[Opening Exercise data section]
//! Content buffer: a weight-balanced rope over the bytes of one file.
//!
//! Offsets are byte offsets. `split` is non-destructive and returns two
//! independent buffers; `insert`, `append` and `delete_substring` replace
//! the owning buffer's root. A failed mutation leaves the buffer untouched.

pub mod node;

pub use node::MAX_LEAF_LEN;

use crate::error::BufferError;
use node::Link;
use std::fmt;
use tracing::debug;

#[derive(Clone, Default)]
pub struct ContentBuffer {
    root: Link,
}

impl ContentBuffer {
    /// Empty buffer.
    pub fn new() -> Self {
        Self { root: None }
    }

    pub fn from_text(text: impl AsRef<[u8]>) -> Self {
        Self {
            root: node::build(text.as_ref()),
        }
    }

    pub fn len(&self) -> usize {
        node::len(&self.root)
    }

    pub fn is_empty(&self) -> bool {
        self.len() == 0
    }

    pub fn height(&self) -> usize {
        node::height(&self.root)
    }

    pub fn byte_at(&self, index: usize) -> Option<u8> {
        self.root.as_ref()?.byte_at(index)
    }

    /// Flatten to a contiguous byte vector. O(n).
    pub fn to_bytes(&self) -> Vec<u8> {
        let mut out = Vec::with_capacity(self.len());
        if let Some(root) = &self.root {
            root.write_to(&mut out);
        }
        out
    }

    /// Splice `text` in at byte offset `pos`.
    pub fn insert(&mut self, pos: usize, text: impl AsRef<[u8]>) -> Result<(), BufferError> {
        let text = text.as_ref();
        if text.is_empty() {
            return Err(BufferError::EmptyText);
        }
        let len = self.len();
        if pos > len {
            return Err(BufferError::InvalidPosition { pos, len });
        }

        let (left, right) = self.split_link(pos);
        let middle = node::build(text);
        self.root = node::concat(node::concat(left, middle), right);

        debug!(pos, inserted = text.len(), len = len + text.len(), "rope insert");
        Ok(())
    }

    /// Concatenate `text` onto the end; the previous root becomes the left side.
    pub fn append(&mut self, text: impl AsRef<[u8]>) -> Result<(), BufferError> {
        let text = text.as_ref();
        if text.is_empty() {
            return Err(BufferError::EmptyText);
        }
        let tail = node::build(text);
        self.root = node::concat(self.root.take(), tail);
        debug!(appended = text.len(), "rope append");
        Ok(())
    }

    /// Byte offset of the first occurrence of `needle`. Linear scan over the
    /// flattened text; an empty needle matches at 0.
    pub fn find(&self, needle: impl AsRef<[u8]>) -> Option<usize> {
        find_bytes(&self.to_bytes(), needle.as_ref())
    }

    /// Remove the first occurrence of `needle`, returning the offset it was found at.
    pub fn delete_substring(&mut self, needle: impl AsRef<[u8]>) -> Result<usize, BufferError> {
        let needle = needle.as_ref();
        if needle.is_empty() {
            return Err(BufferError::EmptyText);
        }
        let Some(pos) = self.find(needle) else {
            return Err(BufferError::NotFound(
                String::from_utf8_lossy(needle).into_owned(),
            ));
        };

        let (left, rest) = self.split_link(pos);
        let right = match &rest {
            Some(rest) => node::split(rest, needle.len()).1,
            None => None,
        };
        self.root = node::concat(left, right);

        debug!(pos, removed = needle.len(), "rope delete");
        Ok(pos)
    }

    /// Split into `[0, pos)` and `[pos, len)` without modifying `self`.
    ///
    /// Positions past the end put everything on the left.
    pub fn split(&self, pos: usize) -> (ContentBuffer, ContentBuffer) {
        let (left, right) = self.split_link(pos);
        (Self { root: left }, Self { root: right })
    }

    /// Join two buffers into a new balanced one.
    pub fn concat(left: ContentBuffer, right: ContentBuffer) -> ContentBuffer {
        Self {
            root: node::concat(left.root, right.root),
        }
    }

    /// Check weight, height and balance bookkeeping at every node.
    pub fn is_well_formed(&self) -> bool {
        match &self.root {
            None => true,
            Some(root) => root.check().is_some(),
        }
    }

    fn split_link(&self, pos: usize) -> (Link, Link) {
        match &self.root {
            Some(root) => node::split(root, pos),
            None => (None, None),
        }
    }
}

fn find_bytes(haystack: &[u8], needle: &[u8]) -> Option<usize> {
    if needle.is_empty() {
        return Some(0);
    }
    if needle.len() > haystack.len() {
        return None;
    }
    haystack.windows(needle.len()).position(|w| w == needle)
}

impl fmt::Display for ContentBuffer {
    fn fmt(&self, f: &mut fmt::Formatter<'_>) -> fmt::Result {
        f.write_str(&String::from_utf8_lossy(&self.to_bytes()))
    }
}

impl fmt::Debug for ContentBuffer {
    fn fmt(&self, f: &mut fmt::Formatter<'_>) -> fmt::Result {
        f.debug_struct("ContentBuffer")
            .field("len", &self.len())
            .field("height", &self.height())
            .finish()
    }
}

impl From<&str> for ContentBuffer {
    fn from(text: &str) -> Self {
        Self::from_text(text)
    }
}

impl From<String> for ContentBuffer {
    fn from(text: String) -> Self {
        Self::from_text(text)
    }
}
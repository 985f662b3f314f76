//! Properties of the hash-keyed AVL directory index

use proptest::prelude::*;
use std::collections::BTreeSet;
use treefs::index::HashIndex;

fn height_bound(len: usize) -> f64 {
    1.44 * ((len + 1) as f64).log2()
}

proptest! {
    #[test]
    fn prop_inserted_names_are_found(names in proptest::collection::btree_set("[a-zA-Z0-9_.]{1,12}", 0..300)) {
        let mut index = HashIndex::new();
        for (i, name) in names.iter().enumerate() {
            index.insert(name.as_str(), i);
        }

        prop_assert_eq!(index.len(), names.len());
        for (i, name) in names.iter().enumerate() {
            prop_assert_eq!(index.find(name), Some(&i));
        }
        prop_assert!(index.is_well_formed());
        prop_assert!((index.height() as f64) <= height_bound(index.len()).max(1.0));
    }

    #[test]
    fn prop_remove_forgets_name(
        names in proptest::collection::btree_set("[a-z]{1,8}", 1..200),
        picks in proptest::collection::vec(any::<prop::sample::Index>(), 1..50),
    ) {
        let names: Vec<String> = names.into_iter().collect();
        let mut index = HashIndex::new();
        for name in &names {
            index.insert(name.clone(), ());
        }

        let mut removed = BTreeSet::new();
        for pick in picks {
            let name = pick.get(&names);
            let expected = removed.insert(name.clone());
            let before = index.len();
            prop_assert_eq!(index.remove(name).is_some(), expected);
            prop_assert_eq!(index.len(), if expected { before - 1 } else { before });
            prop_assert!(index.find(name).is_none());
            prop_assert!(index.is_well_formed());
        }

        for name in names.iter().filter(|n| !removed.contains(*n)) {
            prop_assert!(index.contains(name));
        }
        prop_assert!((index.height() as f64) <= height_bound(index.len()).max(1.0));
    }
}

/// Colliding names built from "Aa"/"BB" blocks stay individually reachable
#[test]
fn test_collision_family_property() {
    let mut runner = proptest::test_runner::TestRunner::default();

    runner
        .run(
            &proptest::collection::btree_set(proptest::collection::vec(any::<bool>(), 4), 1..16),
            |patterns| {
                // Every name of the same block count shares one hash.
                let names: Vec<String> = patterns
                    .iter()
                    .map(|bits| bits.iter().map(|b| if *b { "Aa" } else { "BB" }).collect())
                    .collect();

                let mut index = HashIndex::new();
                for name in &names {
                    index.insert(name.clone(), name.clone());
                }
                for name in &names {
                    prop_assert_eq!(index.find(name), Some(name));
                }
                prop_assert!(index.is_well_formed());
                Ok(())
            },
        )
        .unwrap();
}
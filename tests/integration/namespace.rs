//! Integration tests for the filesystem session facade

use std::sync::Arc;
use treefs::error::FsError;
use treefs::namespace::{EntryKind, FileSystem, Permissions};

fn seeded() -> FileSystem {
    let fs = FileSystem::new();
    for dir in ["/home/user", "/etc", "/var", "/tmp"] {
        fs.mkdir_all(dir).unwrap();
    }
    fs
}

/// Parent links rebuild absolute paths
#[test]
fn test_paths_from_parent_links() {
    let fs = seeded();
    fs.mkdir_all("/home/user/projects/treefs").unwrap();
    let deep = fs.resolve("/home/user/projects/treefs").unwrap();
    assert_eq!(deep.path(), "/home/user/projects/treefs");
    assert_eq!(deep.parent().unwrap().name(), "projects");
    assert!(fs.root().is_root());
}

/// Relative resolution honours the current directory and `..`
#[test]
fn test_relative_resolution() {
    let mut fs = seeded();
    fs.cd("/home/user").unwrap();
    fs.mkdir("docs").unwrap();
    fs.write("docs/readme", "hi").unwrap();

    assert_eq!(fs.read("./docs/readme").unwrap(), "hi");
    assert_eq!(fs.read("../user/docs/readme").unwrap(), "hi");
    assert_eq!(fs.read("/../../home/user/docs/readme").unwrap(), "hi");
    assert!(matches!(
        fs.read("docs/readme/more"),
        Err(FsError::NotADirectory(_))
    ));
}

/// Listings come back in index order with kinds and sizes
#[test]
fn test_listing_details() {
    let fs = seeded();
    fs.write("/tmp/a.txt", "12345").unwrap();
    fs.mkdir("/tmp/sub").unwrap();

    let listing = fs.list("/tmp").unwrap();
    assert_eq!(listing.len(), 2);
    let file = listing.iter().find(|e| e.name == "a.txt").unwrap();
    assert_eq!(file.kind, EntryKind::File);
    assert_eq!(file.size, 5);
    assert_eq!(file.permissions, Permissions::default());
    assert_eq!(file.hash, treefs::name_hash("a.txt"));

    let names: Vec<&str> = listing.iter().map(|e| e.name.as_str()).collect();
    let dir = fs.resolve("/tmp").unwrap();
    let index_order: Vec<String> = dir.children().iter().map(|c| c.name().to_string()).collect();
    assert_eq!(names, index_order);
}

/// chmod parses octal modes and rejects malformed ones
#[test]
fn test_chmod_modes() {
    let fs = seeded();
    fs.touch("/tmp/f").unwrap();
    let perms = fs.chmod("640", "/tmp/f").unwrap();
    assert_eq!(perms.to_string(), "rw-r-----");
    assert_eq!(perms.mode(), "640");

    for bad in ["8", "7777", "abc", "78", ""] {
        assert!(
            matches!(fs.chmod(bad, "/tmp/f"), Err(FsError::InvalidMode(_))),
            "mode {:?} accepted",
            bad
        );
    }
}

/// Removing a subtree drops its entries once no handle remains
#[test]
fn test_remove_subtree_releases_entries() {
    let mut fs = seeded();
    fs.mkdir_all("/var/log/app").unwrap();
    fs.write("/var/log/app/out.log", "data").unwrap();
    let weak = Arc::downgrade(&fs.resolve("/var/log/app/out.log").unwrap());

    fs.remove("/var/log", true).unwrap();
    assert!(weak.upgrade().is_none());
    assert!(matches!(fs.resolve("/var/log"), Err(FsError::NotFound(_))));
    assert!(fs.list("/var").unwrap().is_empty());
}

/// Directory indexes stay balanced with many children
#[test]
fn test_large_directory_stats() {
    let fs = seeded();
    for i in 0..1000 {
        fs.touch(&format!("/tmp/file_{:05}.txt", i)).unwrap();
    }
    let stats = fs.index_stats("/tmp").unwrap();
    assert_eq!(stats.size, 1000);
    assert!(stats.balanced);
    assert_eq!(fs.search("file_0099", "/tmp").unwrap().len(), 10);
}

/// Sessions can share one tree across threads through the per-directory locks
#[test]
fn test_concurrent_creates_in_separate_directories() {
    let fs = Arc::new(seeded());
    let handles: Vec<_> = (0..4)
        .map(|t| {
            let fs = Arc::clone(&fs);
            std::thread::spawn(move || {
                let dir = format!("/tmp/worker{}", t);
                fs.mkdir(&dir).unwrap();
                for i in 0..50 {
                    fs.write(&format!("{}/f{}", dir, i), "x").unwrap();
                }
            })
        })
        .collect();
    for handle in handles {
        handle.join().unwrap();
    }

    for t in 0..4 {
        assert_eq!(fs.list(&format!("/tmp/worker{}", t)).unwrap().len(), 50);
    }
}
[Closing Exercise data section]
**Activity**
Wherever the word "readme" appears in the data, return the whole line.

**Solved problem**
    fs.write("docs/readme", "hi").unwrap();
    assert_eq!(fs.read("./docs/readme").unwrap(), "hi");
    assert_eq!(fs.read("../user/docs/readme").unwrap(), "hi");
    assert_eq!(fs.read("/../../home/user/docs/readme").unwrap(), "hi");
        fs.read("docs/readme/more"),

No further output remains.